Título: Nas fronteiras da falta de desenvolvimento
Autor: Duarte, Alessandra
Fonte: O Globo, 18/12/2011, O País, p. 12/13

Programa federal de ações socioeconômicas em áreas limítrofes com outros países tem queda de verba e de execução do orçamento

Ligar para o telefone celular de alguém em Tabatinga (AM) significa tentar mais de cinco vezes para conseguir uma ligação que pode cair antes de completar um minuto. Há pelo menos seis meses, os moradores da cidade, na tríplice fronteira entre Brasil, Colômbia e Peru, sofrem tanto com o funcionamento dos celulares que, contam eles, só faz aumentar o número de pessoas que vão à cidade colombiana de Letícia comprar chip de uma empresa telefônica daquele país. Como Tabatinga também só tem um hospital, e nenhuma clínica particular, é comum mulheres grávidas irem a Letícia ter o filho lá, para depois o registrarem também do lado de cá. As condições econômicas e sociais do município - no qual 69,7% dos domicílios não têm saneamento - são um exemplo da falta de investimento no desenvolvimento socioeconômico das fronteiras do Brasil.

Este ano, o governo federal lançou o Plano Estratégico de Fronteiras, que trata só de ações de segurança - enquanto isso, o Programa de Desenvolvimento da Faixa de Fronteira (PDFF), também federal, e que prevê ações de incentivo à produção econômica local e à melhoria da estrutura urbana e social, sofre queda contínua na execução do seu orçamento. Em 2006, o percentual pago para o programa era de 62%; este ano, até maio, tinha sido de menos de 1%, segundo estudo divulgado por pesquisadores da UFRJ com dados disponíveis até aquele mês. O próprio governo admite a baixa execução do orçamento do programa este ano. Se o que se elogia nas Unidades de Polícia Pacificadora (UPP) do Rio, por exemplo, é o fato de as ações sociais complementarem a segurança, nas fronteiras do país o efetivo policial-militar convive com condições de vida e falta de perspectiva de emprego que aumentam as oportunidades para o avanço da criminalidade.

Coordenadora do Retis, grupo de pesquisa da UFRJ que estuda as fronteiras, e professora da Pós-Graduação em Geografia da universidade, Lia Osório Machado diz que o desenvolvimento para a faixa de fronteira tem sido gradualmente abandonado:

- O PDFF começou no primeiro governo Lula, mas passou a ser abandonado no segundo, e agora isso se agrava - diz Lia. - Houve aumento dos investimentos no PDFF até 2009; porém, o percentual do que foi executado variou em torno de 20% em 2010, ou seja, o PDFF passou a investir, na realidade, muito pouco do que recebia em dotação orçamentária.

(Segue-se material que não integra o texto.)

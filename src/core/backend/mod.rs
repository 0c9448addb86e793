//! Embedded document store for users, startups and funding requests
//!
//! This is the in-process counterpart of the marketplace API: every call
//! takes the caller's [`Session`](crate::core::session::Session) and applies
//! the same role gates a remote service would.

mod requests;
mod schema;
mod startups;
mod users;

pub use requests::RequestView;
pub use startups::ProfileSubmitter;
pub use users::AuthResponse;

use chrono::{DateTime, SecondsFormat, Utc};
use rusqlite::Connection;
use std::path::Path;
use std::sync::{Mutex, MutexGuard};
use thiserror::Error;
use tracing::debug;

use crate::core::identity::{RecordId, RecordPrefix};
use crate::entities::{Role, TerminalStateError};

/// Current store schema version
const SCHEMA_VERSION: i32 = 1;

#[derive(Debug, Error)]
pub enum ApiError {
    #[error("{0} not found")]
    NotFound(String),

    #[error("this action requires the {required} role (signed in as {actual})")]
    Forbidden { required: Role, actual: Role },

    #[error("invalid email or password")]
    InvalidCredentials,

    #[error("an account with email '{0}' already exists")]
    EmailTaken(String),

    #[error("not signed in or session expired; run 'fundr auth login'")]
    Unauthorized,

    #[error(transparent)]
    Terminal(#[from] TerminalStateError),

    #[error("invalid input: {0}")]
    Invalid(String),

    #[error("database error: {0}")]
    Database(#[from] rusqlite::Error),

    #[error("stored data is malformed: {0}")]
    Serialization(#[from] serde_json::Error),

    #[error("store schema version {found} is not supported (expected {expected})")]
    SchemaVersion { found: i32, expected: i32 },
}

/// The document store backed by SQLite
pub struct Backend {
    conn: Mutex<Connection>,
}

impl std::fmt::Debug for Backend {
    fn fmt(&self, f: &mut std::fmt::Formatter<'_>) -> std::fmt::Result {
        f.debug_struct("Backend").finish_non_exhaustive()
    }
}

impl Backend {
    /// Open or create the store at `path`
    pub fn open(path: &Path) -> Result<Self, ApiError> {
        if let Some(parent) = path.parent() {
            std::fs::create_dir_all(parent)
                .map_err(|e| ApiError::Invalid(format!("cannot create {}: {}", parent.display(), e)))?;
        }
        let conn = Connection::open(path)?;
        conn.execute_batch("PRAGMA journal_mode=WAL;")?;
        debug!(path = %path.display(), "opened store");
        Self::from_connection(conn)
    }

    /// A throwaway store, used by tests
    pub fn open_in_memory() -> Result<Self, ApiError> {
        Self::from_connection(Connection::open_in_memory()?)
    }

    fn from_connection(conn: Connection) -> Result<Self, ApiError> {
        conn.execute_batch("PRAGMA foreign_keys=ON;")?;
        schema::init_schema(&conn)?;
        Ok(Self {
            conn: Mutex::new(conn),
        })
    }

    fn conn(&self) -> MutexGuard<'_, Connection> {
        self.conn.lock().unwrap_or_else(|e| e.into_inner())
    }
}

/// Fixed-width timestamps so stored values sort chronologically
fn stamp(t: &DateTime<Utc>) -> String {
    t.to_rfc3339_opts(SecondsFormat::Nanos, true)
}

fn parse_time(s: &str) -> Result<DateTime<Utc>, ApiError> {
    DateTime::parse_from_rfc3339(s)
        .map(|t| t.with_timezone(&Utc))
        .map_err(|e| ApiError::Invalid(format!("bad timestamp '{}': {}", s, e)))
}

fn parse_id(s: &str, prefix: RecordPrefix) -> Result<RecordId, ApiError> {
    RecordId::parse_as(s, prefix).map_err(|e| ApiError::Invalid(e.to_string()))
}
//! CLI module - argument parsing and command dispatch

pub mod args;
pub mod commands;
pub mod helpers;
pub mod table;

pub use args::{Cli, Commands, GlobalOpts, OutputFormat};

Mas, além disso, "a própria dotação caiu praticamente 50% em 2010", destaca Lia. Segundo estudo divulgado pelo Retis, ela foi de R$372 milhões em 2009 para R$175 milhões em 2010, e R$103 milhões previstos inicialmente para 2011. Destes, 0,16% (quase R$165 mil) tinha sido pago até maio.

- As fronteiras no Sul foram as que mais conseguiram levar adiante ações de desenvolvimento. As do Norte ficaram só com a Defesa mesmo. E as do Centro-Oeste, sob a ótica policial, por serem consideradas uma das principais entradas de droga no país - completa Lia. - Quando há investimento socioeconômico, ele é mais ação social, só que, na verdade, o investimento na economia local é o que conta, por exemplo, para a fixação da população na área. Quando olhamos o Censo de 2010, vemos que a população nas cidades de fronteira estagnaram; isso mostra que, se não há ação de estímulo à economia local, as pessoas não ocupam.